TROIS QUESTIONS À OLIVIER ROY
Vos précédents ouvrages se sont principalement concentrés sur l'interaction entre le religieux et le politique, et plus précisément la possibilité de penser religieusement la question de l'État. Dans La Sainte Ignorance, vous passez à une interrogation à priori radicalement différente qui se penche sur les relations entre religion et culture.

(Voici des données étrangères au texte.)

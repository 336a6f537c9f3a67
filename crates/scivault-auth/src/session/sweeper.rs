//! Background task that expires idle sessions.

use std::sync::Arc;
use std::time::Duration;

use tokio::sync::watch;
use tokio::time;
use tracing::info;

use scivault_core::config::SessionConfig;

use super::manager::SessionManager;

/// Runs the expiry sweep loop until the shutdown signal flips to `true`.
///
/// Expiry happens only here. Sessions that pass their deadline stay in
/// the table untouched until the next tick picks them up, so a `join`
/// arriving in between still succeeds and refreshes the deadline.
pub async fn run_sweeper(
    manager: Arc<SessionManager>,
    config: SessionConfig,
    mut shutdown: watch::Receiver<bool>,
) {
    let mut interval = time::interval(Duration::from_millis(config.sweep_interval_ms));
    // The first tick fires immediately; skip it so startup stays quiet.
    interval.tick().await;

    info!(
        interval_ms = config.sweep_interval_ms,
        "Session sweeper started"
    );

    loop {
        tokio::select! {
            _ = shutdown.changed() => {
                if *shutdown.borrow() {
                    break;
                }
            }
            _ = interval.tick() => {
                manager.sweep().await;
            }
        }
    }

    info!("Session sweeper stopped");
}
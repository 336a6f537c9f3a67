//! Group- and membership-related domain events.

use serde::{Deserialize, Serialize};

use crate::types::{GroupId, UserId};

/// Events related to the user/group directory.
#[derive(Debug, Clone, Serialize, Deserialize)]
#[serde(tag = "type")]
pub enum DirectoryEvent {
    /// A new user account was registered.
    UserRegistered {
        /// The new user's ID.
        user_id: UserId,
        /// The new user's login name.
        username: String,
        /// The user's initial group.
        group_id: GroupId,
    },
    /// A new group was created.
    GroupCreated {
        /// The new group's ID.
        group_id: GroupId,
        /// The group's display name.
        name: String,
    },
    /// A user was added to a group.
    MembershipAdded {
        /// The group.
        group_id: GroupId,
        /// The user.
        user_id: UserId,
        /// Whether the user owns the group.
        is_owner: bool,
    },
    /// A user was removed from a group.
    MembershipRemoved {
        /// The group.
        group_id: GroupId,
        /// The user.
        user_id: UserId,
    },
    /// A group was deleted.
    GroupDeleted {
        /// The deleted group's ID.
        group_id: GroupId,
    },
    /// A user account was activated or deactivated.
    UserActivationChanged {
        /// The affected user.
        user_id: UserId,
        /// The new activation flag.
        active: bool,
    },
}
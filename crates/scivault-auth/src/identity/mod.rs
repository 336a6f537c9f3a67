//! Identity store implementations.

pub mod memory;

pub use memory::MemoryIdentityStore;
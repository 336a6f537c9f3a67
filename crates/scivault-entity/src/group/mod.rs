//! Group domain entities.

pub mod model;

pub use model::{Group, Membership};
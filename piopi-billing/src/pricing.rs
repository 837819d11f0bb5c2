//! Pricing engine.
//!
//! Pure functions mapping a tier and a billed child count to a monthly price.
//! Capped tiers are flat-rate; the uncapped tier charges per extra child.

use rust_decimal::Decimal;
use serde::Serialize;

use crate::{
    catalog::{self, PlanTierId},
    error::{BillingError, Result},
    subscription::BillingPeriod,
};

/// Computes the monthly price for `billed_child_count` children on `tier`.
///
/// # Errors
///
/// Returns [`BillingError::InvalidChildCount`] when the count breaks the tier's billing rule:
/// capped tiers accept exactly their included children, the uncapped tier accepts at least
/// its included children.
///
/// # Examples
///
/// ```
/// use piopi_billing::{catalog::PlanTierId, pricing::compute_price};
/// use rust_decimal::Decimal;
///
/// # fn example() -> piopi_billing::Result<()> {
/// assert_eq!(compute_price(PlanTierId::Premium, 4)?, Decimal::new(600, 2));
/// assert_eq!(compute_price(PlanTierId::Liberte, 7)?, Decimal::new(1000, 2));
/// # Ok(())
/// # }
/// ```
pub fn compute_price(tier: PlanTierId, billed_child_count: u32) -> Result<Decimal> {
    let plan = catalog::plan(tier);

    if plan.is_capped() {
        if billed_child_count != plan.included_children {
            return Err(BillingError::InvalidChildCount {
                tier,
                count: billed_child_count,
                expected: format!("exactly {}", plan.included_children),
            });
        }
        return Ok(plan.base_price);
    }

    if billed_child_count < plan.included_children {
        return Err(BillingError::InvalidChildCount {
            tier,
            count: billed_child_count,
            expected: format!("at least {}", plan.included_children),
        });
    }

    let extra = billed_child_count - plan.included_children;
    Ok(plan.base_price + plan.extra_child_price * Decimal::from(extra))
}

/// Same as [`compute_price`] for a tier given by its wire identifier.
///
/// # Errors
///
/// Returns [`BillingError::UnknownTier`] for an unknown id, otherwise as [`compute_price`].
pub fn compute_price_by_id(tier_id: &str, billed_child_count: u32) -> Result<Decimal> {
    compute_price(tier_id.parse()?, billed_child_count)
}

/// Returns the child count a subscription on `tier` is billed for.
///
/// Capped tiers always bill their included children, whatever the household size.
/// The uncapped tier bills `max(actual_children, included_children)`.
#[must_use]
pub fn billed_child_count(tier: PlanTierId, actual_children: u32) -> u32 {
    let plan = catalog::plan(tier);
    if plan.is_capped() {
        plan.included_children
    } else {
        actual_children.max(plan.included_children)
    }
}

/// Price quote for a household on a tier and billing period.
#[derive(Debug, Clone, PartialEq, Eq, Serialize)]
pub struct Quote {
    /// Quoted tier.
    pub tier: PlanTierId,
    /// Billing period.
    pub billing_period: BillingPeriod,
    /// Child count the price is computed against.
    pub billed_child_count: u32,
    /// Monthly price.
    pub monthly_price: Decimal,
    /// Amount charged per billing period.
    pub period_total: Decimal,
}

/// Builds a quote for `actual_children` on `tier`.
///
/// # Errors
///
/// Propagates [`compute_price`] errors; none occur for counts produced by
/// [`billed_child_count`].
pub fn quote(tier: PlanTierId, actual_children: u32, billing_period: BillingPeriod) -> Result<Quote> {
    let billed = billed_child_count(tier, actual_children);
    let monthly_price = compute_price(tier, billed)?;
    Ok(Quote {
        tier,
        billing_period,
        billed_child_count: billed,
        monthly_price,
        period_total: monthly_price * Decimal::from(billing_period.months()),
    })
}
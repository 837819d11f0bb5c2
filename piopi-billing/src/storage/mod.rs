//! Storage collaborator.
//!
//! Subscriptions are keyed by owner: each parent holds at most one record. Writes are
//! conditional on the record's `version` so concurrent read-modify-write cycles never lose
//! an update; the lifecycle re-reads and recomputes on [`BillingError::VersionConflict`].
//!
//! [`BillingError::VersionConflict`]: crate::error::BillingError::VersionConflict

#[allow(
    redundant_imports,
    reason = "Future needed for RPITIT despite being in Edition 2024 prelude"
)]
use std::future::Future;

use crate::{
    error::Result,
    subscription::{HistoryEntry, OwnerId, Subscription},
};

mod memory;

pub use memory::MemoryStore;

/// Persistence for subscriptions, their history and household sizes.
pub trait SubscriptionStore: Send + Sync {
    /// Loads the subscription owned by `owner`.
    ///
    /// # Errors
    ///
    /// Returns [`CorruptRecord`](crate::error::BillingError::CorruptRecord) if the stored
    /// row fails validation, or a storage error if the backend is unavailable.
    fn get_subscription<'a>(
        &'a self,
        owner: &'a OwnerId,
    ) -> impl Future<Output = Result<Option<Subscription>>> + Send + 'a;

    /// Upserts `record` keyed by its owner, conditional on `expected`.
    ///
    /// With `expected = None` the write only succeeds if no record exists. With
    /// `expected = Some(v)` it only succeeds if the stored version is `v`. Returns the new
    /// version, which the caller copies into its record.
    ///
    /// # Errors
    ///
    /// Returns [`DuplicateSubscription`](crate::error::BillingError::DuplicateSubscription)
    /// when inserting over an existing record and
    /// [`VersionConflict`](crate::error::BillingError::VersionConflict) when the stored
    /// version moved.
    fn put_subscription<'a>(
        &'a self,
        record: &'a Subscription,
        expected: Option<u64>,
    ) -> impl Future<Output = Result<u64>> + Send + 'a;

    /// Appends an immutable history entry.
    ///
    /// # Errors
    ///
    /// Returns error if the backend rejects the write.
    fn append_history(&self, entry: HistoryEntry) -> impl Future<Output = Result<()>> + Send + '_;

    /// Number of children currently registered for `owner`.
    ///
    /// # Errors
    ///
    /// Returns error if the backend is unavailable.
    fn count_children<'a>(
        &'a self,
        owner: &'a OwnerId,
    ) -> impl Future<Output = Result<u32>> + Send + 'a;
}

Pouvez vous nous expliquer ce revirement ?
Olivier Roy : En étudiant les relations entre religieux et politique, j'ai compris qu'une des raisons de ce que j'ai appelé, pour l'islam, l'échec de l'islam politique (mais on pourra dire la même chose de la droite religieuse américaine), vient de ce que le fameux « retour du religieux » relève d'une mutation plus générale, dont la politisation et l'idéologisation ne sont qu'un aspect.
C'est précisément la déconnexion des marqueurs religieux de leur ancrage dans une culture (appelons la « traditionnelle ») qui les rend « flottants » et adaptables à d'autres systèmes de références.
Dans le cas de l'islamisme, c'est bien sûr un paradigme politique occidental moderne qui se trouve reformulé en termes islamiques : la révolution, la prise du pouvoir étatique et le remodelage de la société par en haut.
Mais parallèlement (et pas forcément chronologiquement), les marqueurs islamiques flottants se reconnectent à des marqueurs culturels également flottants car venus d'ailleurs : on a donc ici bien le rap islamique, le fast-food halal, la « mode islamique » (tessetür en Turquie), etc.
Travaillant sur les phénomènes de conversion, j'ai observé que cela fonctionnait aussi pour les autres religions. J'ai donc décidé d'aborder une théorie générale des relations entre religion et culture, en partant de la prédication et de la conversion.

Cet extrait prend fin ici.